Mechanism of paroxetine-mediated autophagic induction in cell models of amyotrophic lateral sclerosis and frontotemporal dementia

Protein aggregation is a hallmark of neurodegenerative diseases, including amyotrophic lateral sclerosis and frontotemporal dementia (ALS/FTD). The C9ORF72-hexanucleotide expansion G4C2 represents one of the most frequent genetic causes of ALS/FTD diseases. One molecular mechanism underlying C9ORF72-pathology is the accumulation of dipeptide repeats (DPRs) encoded by the G4C2 expansion. Additionally, TDP-43 inclusions are present in 98% of ALS and 50% of FTD cases. Persistent aggregates cause physical damage and sequester intracellular components, leading to cell damage.

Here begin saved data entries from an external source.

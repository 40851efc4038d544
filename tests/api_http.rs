// HTTP-level tests for the users API client against a mock server.

use serde_json::json;
use userdesk::api::{ApiClient, DeleteOutcome, User};
use userdesk::config::ApiConfig;
use userdesk::error::Error;
use wiremock::matchers::{body_json, body_string, header, method, path};
use wiremock::{Mock, MockServer, ResponseTemplate};

fn client_for(server: &MockServer) -> ApiClient {
    // MockServer::uri() is "http://127.0.0.1:PORT"
    let host = server.uri().trim_start_matches("http://").to_string();
    ApiClient::new(ApiConfig::with_host(host)).expect("client builds")
}

#[tokio::test]
async fn get_users_returns_backend_order() {
    let server = MockServer::start().await;
    Mock::given(method("GET"))
        .and(path("/users"))
        .and(header("accept", "application/json"))
        .and(header("content-type", "application/json"))
        .respond_with(ResponseTemplate::new(200).set_body_json(json!([
            {"id": 2, "name": "Bob", "email": "bob@example.com"},
            {"id": 1, "name": "Alice", "email": "alice@example.com"}
        ])))
        .expect(1)
        .mount(&server)
        .await;

    let users = client_for(&server).get_users().await.unwrap();
    assert_eq!(
        users,
        vec![User::new(2, "Bob", "bob@example.com"), User::new(1, "Alice", "alice@example.com")]
    );
}

#[tokio::test]
async fn get_users_empty_array() {
    let server = MockServer::start().await;
    Mock::given(method("GET"))
        .and(path("/users"))
        .respond_with(ResponseTemplate::new(200).set_body_json(json!([])))
        .mount(&server)
        .await;

    assert!(client_for(&server).get_users().await.unwrap().is_empty());
}

#[tokio::test]
async fn create_user_posts_name_and_email() {
    let server = MockServer::start().await;
    Mock::given(method("POST"))
        .and(path("/users"))
        .and(header("content-type", "application/json"))
        .and(body_string(r#"{"name":"Alice","email":"alice@example.com"}"#))
        .respond_with(ResponseTemplate::new(201).set_body_json(json!({
            "id": 11, "name": "Alice", "email": "alice@example.com"
        })))
        .expect(1)
        .mount(&server)
        .await;

    let created = client_for(&server).create_user("Alice", "alice@example.com").await.unwrap();
    assert_eq!(created.id, Some(11));
}

#[tokio::test]
async fn update_user_puts_to_id_path() {
    let server = MockServer::start().await;
    Mock::given(method("PUT"))
        .and(path("/users/3"))
        .and(body_json(json!({"name": "Bob", "email": "bob@example.com"})))
        .respond_with(ResponseTemplate::new(200).set_body_json(json!({
            "id": 3, "name": "Bob", "email": "bob@example.com"
        })))
        .expect(1)
        .mount(&server)
        .await;

    let updated = client_for(&server).update_user(3, "Bob", "bob@example.com").await.unwrap();
    assert_eq!(updated, User::new(3, "Bob", "bob@example.com"));
}

#[tokio::test]
async fn delete_user_sends_empty_body() {
    let server = MockServer::start().await;
    Mock::given(method("DELETE"))
        .and(path("/users/3"))
        .and(header("accept", "application/json"))
        .respond_with(ResponseTemplate::new(200).set_body_json(json!({"result": "success"})))
        .expect(1)
        .mount(&server)
        .await;

    let outcome = client_for(&server).delete_user(3).await.unwrap();
    assert_eq!(outcome.result.as_deref(), Some("success"));

    let received = server.received_requests().await.unwrap();
    assert_eq!(received.len(), 1);
    assert!(received[0].body.is_empty());
}

#[tokio::test]
async fn delete_user_with_no_content() {
    let server = MockServer::start().await;
    Mock::given(method("DELETE"))
        .and(path("/users/5"))
        .respond_with(ResponseTemplate::new(204))
        .mount(&server)
        .await;

    assert_eq!(client_for(&server).delete_user(5).await.unwrap(), DeleteOutcome::default());
}

#[tokio::test]
async fn get_user_and_health() {
    let server = MockServer::start().await;
    Mock::given(method("GET"))
        .and(path("/users/4"))
        .respond_with(ResponseTemplate::new(200).set_body_json(json!({
            "id": 4, "name": "Dee", "email": "dee@example.com"
        })))
        .mount(&server)
        .await;
    Mock::given(method("GET"))
        .and(path("/health"))
        .respond_with(ResponseTemplate::new(200).set_body_json(json!({"Status": "OK"})))
        .mount(&server)
        .await;

    let client = client_for(&server);
    assert_eq!(client.get_user(4).await.unwrap().name.as_deref(), Some("Dee"));
    assert!(client.health().await.unwrap().is_ok());
}

#[tokio::test]
async fn html_body_is_a_decode_error() {
    let server = MockServer::start().await;
    Mock::given(method("GET"))
        .and(path("/users"))
        .respond_with(ResponseTemplate::new(200).set_body_string("<html>proxy error</html>"))
        .mount(&server)
        .await;

    assert!(matches!(client_for(&server).get_users().await, Err(Error::Decode(_))));
}

#[tokio::test]
async fn backend_error_body_is_surfaced() {
    let server = MockServer::start().await;
    Mock::given(method("PUT"))
        .and(path("/users/9"))
        .respond_with(ResponseTemplate::new(500).set_body_json(json!({"error": "sql: connection refused"})))
        .mount(&server)
        .await;

    let err = client_for(&server).update_user(9, "x", "x@y.zz").await.unwrap_err();
    match err {
        Error::Status { status, message } => {
            assert_eq!(status, 500);
            assert_eq!(message.as_deref(), Some("sql: connection refused"));
        }
        other => panic!("unexpected error: {other:?}"),
    }
}

#[tokio::test]
async fn unreachable_host_is_a_transport_error() {
    // port 9 (discard) is closed on test machines
    let client = ApiClient::new(ApiConfig::with_host("127.0.0.1:9")).unwrap();
    assert!(matches!(client.get_users().await, Err(Error::Transport(_))));
}
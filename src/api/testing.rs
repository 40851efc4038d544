//! Recording fake transport for unit tests.

use std::collections::VecDeque;
use std::sync::Mutex;

use async_trait::async_trait;

use super::transport::{ApiRequest, ApiResponse, Transport};
use crate::error::{Error, Result};

/// Replays queued responses in order and records every request it sees.
/// An empty queue answers like an unreachable host.
#[derive(Default)]
pub struct FakeTransport {
    responses: Mutex<VecDeque<Result<ApiResponse>>>,
    requests: Mutex<Vec<ApiRequest>>,
}

impl FakeTransport {
    pub fn new() -> Self {
        Self::default()
    }

    pub fn respond_json(self, status: u16, body: serde_json::Value) -> Self {
        self.respond_raw(status, body.to_string())
    }

    pub fn respond_raw(self, status: u16, body: impl Into<Vec<u8>>) -> Self {
        self.responses
            .lock()
            .unwrap()
            .push_back(Ok(ApiResponse { status, body: body.into() }));
        self
    }

    pub fn fail(self, message: &str) -> Self {
        self.responses
            .lock()
            .unwrap()
            .push_back(Err(Error::Transport(message.to_string())));
        self
    }

    pub fn requests(&self) -> Vec<ApiRequest> {
        self.requests.lock().unwrap().clone()
    }

    /// `(method, url)` pairs, in send order.
    pub fn calls(&self) -> Vec<(String, String)> {
        self.requests()
            .into_iter()
            .map(|r| (r.method.to_string(), r.url))
            .collect()
    }
}

#[async_trait]
impl Transport for FakeTransport {
    async fn send(&self, request: ApiRequest) -> Result<ApiResponse> {
        self.requests.lock().unwrap().push(request);
        self.responses
            .lock()
            .unwrap()
            .pop_front()
            .unwrap_or_else(|| Err(Error::Transport("connection refused".into())))
    }
}
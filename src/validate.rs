//! Advisory validation for the user form.
//!
//! These checks only gate the submit action; the backend stays the authority
//! and may reject what passes here.

use std::sync::LazyLock;

use regex::Regex;

static EMAIL_RE: LazyLock<Regex> = LazyLock::new(|| {
    Regex::new(
        r#"^(([^<>()\[\]\\.,;:\s@"]+(\.[^<>()\[\]\\.,;:\s@"]+)*)|(".+"))@((\[[0-9]{1,3}\.[0-9]{1,3}\.[0-9]{1,3}\.[0-9]{1,3}\])|(([a-zA-Z\-0-9]+\.)+[a-zA-Z]{2,}))$"#,
    )
    .expect("email pattern compiles")
});

/// Reasons a draft cannot be submitted.
#[derive(Clone, Copy, Debug, PartialEq, Eq, thiserror::Error)]
pub enum ValidationError {
    #[error("name is required")]
    EmptyName,
    #[error("email is required")]
    EmptyEmail,
    #[error("email address is malformed")]
    MalformedEmail,
}

/// A name is valid when it is non-empty.
pub fn is_valid_name(name: &str) -> bool {
    !name.is_empty()
}

/// An email is valid when it is non-empty and has a local-part@domain shape.
pub fn is_valid_email(email: &str) -> bool {
    !email.is_empty() && EMAIL_RE.is_match(email)
}

/// Check both fields, reporting the first failure.
pub fn validate(name: &str, email: &str) -> Result<(), ValidationError> {
    if !is_valid_name(name) {
        return Err(ValidationError::EmptyName);
    }
    if email.is_empty() {
        return Err(ValidationError::EmptyEmail);
    }
    if !is_valid_email(email) {
        return Err(ValidationError::MalformedEmail);
    }
    Ok(())
}
use serde::{Deserialize, Serialize};

/// A user record as exchanged with the backend.
///
/// `id` is absent on a draft and assigned by the backend on creation.
#[derive(Clone, Debug, Default, PartialEq, Eq, Serialize, Deserialize)]
pub struct User {
    #[serde(default, skip_serializing_if = "Option::is_none")]
    pub id: Option<i64>,
    #[serde(default)]
    pub name: Option<String>,
    #[serde(default)]
    pub email: Option<String>,
}

impl User {
    pub fn new(id: i64, name: impl Into<String>, email: impl Into<String>) -> Self {
        Self { id: Some(id), name: Some(name.into()), email: Some(email.into()) }
    }

    /// A record with an `id` has been stored by the backend.
    pub fn is_persisted(&self) -> bool {
        self.id.is_some()
    }

    pub fn name_or_empty(&self) -> &str {
        self.name.as_deref().unwrap_or("")
    }

    pub fn email_or_empty(&self) -> &str {
        self.email.as_deref().unwrap_or("")
    }
}

/// Body of create and update requests. Serializes as `{"name":..,"email":..}`.
#[derive(Clone, Copy, Debug, PartialEq, Eq, Serialize)]
pub struct UserPayload<'a> {
    pub name: &'a str,
    pub email: &'a str,
}

/// Response of a delete. The backend sends `{"result": "success"}`; an empty
/// body yields the default.
#[derive(Clone, Debug, Default, PartialEq, Eq, Deserialize)]
pub struct DeleteOutcome {
    #[serde(default)]
    pub result: Option<String>,
}

/// Response of `GET /health`.
#[derive(Clone, Debug, PartialEq, Eq, Deserialize)]
pub struct HealthStatus {
    #[serde(rename = "Status")]
    pub status: String,
}

impl HealthStatus {
    pub fn is_ok(&self) -> bool {
        self.status.eq_ignore_ascii_case("ok")
    }
}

For this reason, enhancement of the proteostasis network represents a therapeutic approach in ALS/FTD. Here, we dissected the mechanism of autophagic induction of the antidepressant paroxetine in motoneuron-like cells. We show that paroxetine induced the expression of autophagic markers LC3, SQSTM1/p62 and LAMP1, and enhanced the autophagic flux. Further analyses revealed that paroxetine was able to induce lysosomal membrane permeabilization. This event triggered the activation of Transcription Factor EB (TFEB), a master regulator of autophagy previously shown to induce lysophagy, a selective form of autophagy for the turnover of damaged lysosomes. Therefore, we tested if paroxetine-mediated autophagic induction favored the clearance of protein aggregates. Indeed, we observed a decrease in high molecular weight insoluble species and aggregates of proteins associated with ALS/FTD. In conclusion, these results indicate that the mechanism underlying paroxetine effects on autophagy involves TFEB-activity in response to lysosomal permeabilization. By activating autophagy, paroxetine displays a beneficial effect in cell models of ALS/FTD.